**Recorded information:**
★ ★ ★ ★ ★ ★ ★
//! Composite schedule calculation
//!
//! Materialises every applicable profile over the requested window, then
//! sweeps the period boundaries in time order. At each instant:
//!
//! * within one purpose the highest stack level wins outright;
//! * `TxProfile` replaces `TxDefaultProfile`, which replaces the default limit;
//! * `ChargingStationMaxProfile` and `ChargingStationExternalConstraints`
//!   cap the result, the lowest limit applies.
//!
//! The station-wide schedule adds up what every EVSE may draw before the
//! `ChargingStationMaxProfile` caps the total.

use std::cmp::Reverse;
use std::collections::BTreeSet;
use std::sync::Arc;

use chrono::{DateTime, Utc};
use tracing::{debug, warn};

use super::schedule::{materialize, PeriodEntry};
use crate::domain::charging_profile::{
    ChargingProfile, ChargingProfilePurpose, ChargingRateUnit, ChargingSchedulePeriod,
    CompositeSchedule, CompositeScheduleDefaultLimits, STATION_WIDE_ID,
};
use crate::domain::ports::TransactionContext;
use crate::support::time::{elapsed_seconds, floor_seconds};

/// A materialised period tagged with its profile's purpose and the position
/// of that profile in the input.
struct Candidate {
    purpose: ChargingProfilePurpose,
    order: usize,
    entry: PeriodEntry,
}

/// Highest stack level of `purpose` active at `at`; earlier input wins ties.
fn winner(
    candidates: &[Candidate],
    purpose: ChargingProfilePurpose,
    at: DateTime<Utc>,
) -> Option<&PeriodEntry> {
    candidates
        .iter()
        .filter(|c| c.purpose == purpose && c.entry.start <= at && at < c.entry.end)
        .min_by_key(|c| (Reverse(c.entry.stack_level), c.order))
        .map(|c| &c.entry)
}

pub struct CompositeScheduleCalculator {
    transactions: Arc<dyn TransactionContext>,
    defaults: CompositeScheduleDefaultLimits,
}

impl CompositeScheduleCalculator {
    pub fn new(
        transactions: Arc<dyn TransactionContext>,
        defaults: CompositeScheduleDefaultLimits,
    ) -> Self {
        Self {
            transactions,
            defaults,
        }
    }

    pub fn defaults(&self) -> CompositeScheduleDefaultLimits {
        self.defaults
    }

    /// Resolve `profiles` into one gapless limit timeline over `[start, end)`.
    ///
    /// Profiles in another unit are ignored. When profiles of one purpose
    /// tie on stack level, the one earlier in `profiles` wins.
    pub fn calculate_composite_schedule(
        &self,
        profiles: &[ChargingProfile],
        start: DateTime<Utc>,
        end: DateTime<Utc>,
        evse_id: i32,
        unit: ChargingRateUnit,
    ) -> CompositeSchedule {
        let (start, end) = (floor_seconds(start), floor_seconds(end));
        let mut composite = self.empty_composite(evse_id, start, end, unit);
        if end <= start {
            warn!(evse_id, %start, %end, "Composite schedule requested for an empty window");
            return composite;
        }

        let candidates = self.candidates(profiles, start, end, self.session_start(evse_id), unit);
        composite.periods = self.sweep(start, end, [candidates.as_slice()], |at| {
            let own = self.evse_limit(&candidates, at, unit);
            let station_max =
                winner(&candidates, ChargingProfilePurpose::ChargingStationMaxProfile, at);
            self.capped(own, station_max)
        });

        debug!(
            evse_id,
            unit = %unit,
            candidates = candidates.len(),
            periods = composite.periods.len(),
            "Composite schedule calculated"
        );
        composite
    }

    /// Station-wide timeline: at every instant the limits of all EVSEs are
    /// added up, then the station's `ChargingStationMaxProfile` caps the sum.
    ///
    /// `evse_profiles` holds the valid profiles of each EVSE, station-wide
    /// ones included. The phase count of the sum is the highest of the EVSEs.
    /// Without EVSEs the station profiles are resolved on their own.
    pub fn calculate_station_composite_schedule(
        &self,
        station_profiles: &[ChargingProfile],
        evse_profiles: &[(i32, Vec<ChargingProfile>)],
        start: DateTime<Utc>,
        end: DateTime<Utc>,
        unit: ChargingRateUnit,
    ) -> CompositeSchedule {
        if evse_profiles.is_empty() {
            return self.calculate_composite_schedule(
                station_profiles,
                start,
                end,
                STATION_WIDE_ID,
                unit,
            );
        }

        let (start, end) = (floor_seconds(start), floor_seconds(end));
        let mut composite = self.empty_composite(STATION_WIDE_ID, start, end, unit);
        if end <= start {
            warn!(%start, %end, "Station composite schedule requested for an empty window");
            return composite;
        }

        let station = self.candidates(station_profiles, start, end, None, unit);
        let per_evse: Vec<Vec<Candidate>> = evse_profiles
            .iter()
            .map(|(evse_id, profiles)| {
                self.candidates(profiles, start, end, self.session_start(*evse_id), unit)
            })
            .collect();

        let sources =
            std::iter::once(station.as_slice()).chain(per_evse.iter().map(Vec::as_slice));
        composite.periods = self.sweep(start, end, sources, |at| {
            let (sum, phases) = per_evse.iter().fold((0.0, None), |(sum, phases), candidates| {
                let (limit, evse_phases) = self.evse_limit(candidates, at, unit);
                let evse_phases = evse_phases.unwrap_or(self.defaults.number_phases);
                (sum + limit, phases.max(Some(evse_phases)))
            });
            self.capped(
                (sum, phases),
                winner(&station, ChargingProfilePurpose::ChargingStationMaxProfile, at),
            )
        });

        debug!(
            evses = evse_profiles.len(),
            unit = %unit,
            periods = composite.periods.len(),
            "Station composite schedule calculated"
        );
        composite
    }

    fn empty_composite(
        &self,
        evse_id: i32,
        start: DateTime<Utc>,
        end: DateTime<Utc>,
        unit: ChargingRateUnit,
    ) -> CompositeSchedule {
        CompositeSchedule {
            evse_id,
            duration: if end > start { elapsed_seconds(end, start) } else { 0 },
            schedule_start: start,
            charging_rate_unit: unit,
            periods: Vec::new(),
        }
    }

    fn session_start(&self, evse_id: i32) -> Option<DateTime<Utc>> {
        if evse_id == STATION_WIDE_ID {
            return None;
        }
        self.transactions
            .active_transaction(evse_id)
            .map(|tx| tx.start_time)
    }

    fn candidates(
        &self,
        profiles: &[ChargingProfile],
        start: DateTime<Utc>,
        end: DateTime<Utc>,
        session_start: Option<DateTime<Utc>>,
        unit: ChargingRateUnit,
    ) -> Vec<Candidate> {
        profiles
            .iter()
            .enumerate()
            .filter(|(_, profile)| {
                profile.is_valid_within(start, end) && profile.charging_rate_unit() == Some(unit)
            })
            .flat_map(|(order, profile)| {
                materialize(profile, start, end, session_start)
                    .into_iter()
                    .map(move |entry| Candidate {
                        purpose: profile.purpose,
                        order,
                        entry,
                    })
            })
            .collect()
    }

    /// Emit a period at every boundary of `sources`, coalescing neighbours
    /// with the same limit and phase count.
    fn sweep<'a>(
        &self,
        start: DateTime<Utc>,
        end: DateTime<Utc>,
        sources: impl IntoIterator<Item = &'a [Candidate]>,
        limit_at: impl Fn(DateTime<Utc>) -> (f64, i32),
    ) -> Vec<ChargingSchedulePeriod> {
        let mut boundaries = BTreeSet::from([start, end]);
        for candidate in sources.into_iter().flatten() {
            boundaries.insert(candidate.entry.start);
            boundaries.insert(candidate.entry.end);
        }
        let boundaries: Vec<_> = boundaries.into_iter().collect();

        let mut periods: Vec<ChargingSchedulePeriod> = Vec::new();
        for window in boundaries.windows(2) {
            let at = window[0];
            let (limit, number_phases) = limit_at(at);

            let unchanged = periods.last().map_or(false, |last| {
                last.limit == limit && last.number_phases == Some(number_phases)
            });
            if !unchanged {
                periods.push(
                    ChargingSchedulePeriod::new(elapsed_seconds(at, start), limit)
                        .with_number_phases(number_phases),
                );
            }
        }
        periods
    }

    /// What one EVSE may draw at `at` before the station maximum applies:
    /// the Tx or TxDefault limit (or the default), capped by external
    /// constraints.
    fn evse_limit(
        &self,
        candidates: &[Candidate],
        at: DateTime<Utc>,
        unit: ChargingRateUnit,
    ) -> (f64, Option<i32>) {
        let tx = winner(candidates, ChargingProfilePurpose::TxProfile, at)
            .or_else(|| winner(candidates, ChargingProfilePurpose::TxDefaultProfile, at));
        let external = winner(
            candidates,
            ChargingProfilePurpose::ChargingStationExternalConstraints,
            at,
        );

        let base = tx.map_or(self.defaults.limit_for(unit), |entry| entry.limit);
        let limit = external.map_or(base, |cap| base.min(cap.limit));
        let number_phases = tx
            .into_iter()
            .chain(external)
            .filter_map(|entry| entry.number_phases)
            .min();

        (limit, number_phases)
    }

    fn capped(
        &self,
        (limit, number_phases): (f64, Option<i32>),
        cap: Option<&PeriodEntry>,
    ) -> (f64, i32) {
        let limit = cap.map_or(limit, |cap| limit.min(cap.limit));
        let number_phases = number_phases
            .into_iter()
            .chain(cap.and_then(|cap| cap.number_phases))
            .min()
            .unwrap_or(self.defaults.number_phases);
        (limit, number_phases)
    }
}
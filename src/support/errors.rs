use thiserror::Error;

/// Failure of the profile persistence layer.
///
/// Unlike validation rejections these are unexpected: the in-memory view
/// can no longer be guaranteed to match what is stored.
#[derive(Debug, Error)]
pub enum StorageError {
    #[error("Storage I/O error: {0}")]
    Io(#[from] std::io::Error),

    #[error("Serialization error: {0}")]
    Serialization(#[from] serde_json::Error),

    #[error("Storage corrupted: {0}")]
    Corrupted(String),
}

pub type StorageResult<T> = Result<T, StorageError>;

#[derive(Debug, Error)]
pub enum ConfigError {
    #[error("Failed to read config {path}: {source}")]
    Io {
        path: String,
        #[source]
        source: std::io::Error,
    },

    #[error("Failed to parse config: {0}")]
    Parse(#[from] toml::de::Error),

    #[error("Invalid config: {0}")]
    Invalid(String),
}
★ ★ ★ ★ ★ ★ ★
**Task description:** Please return all lines above in which the string "defaults" is found.

**Response to the task:**
    defaults: CompositeScheduleDefaultLimits,
        defaults: CompositeScheduleDefaultLimits,
            defaults,
    pub fn defaults(&self) -> CompositeScheduleDefaultLimits {
        self.defaults
                let evse_phases = evse_phases.unwrap_or(self.defaults.number_phases);
        let base = tx.map_or(self.defaults.limit_for(unit), |entry| entry.limit);
            .unwrap_or(self.defaults.number_phases);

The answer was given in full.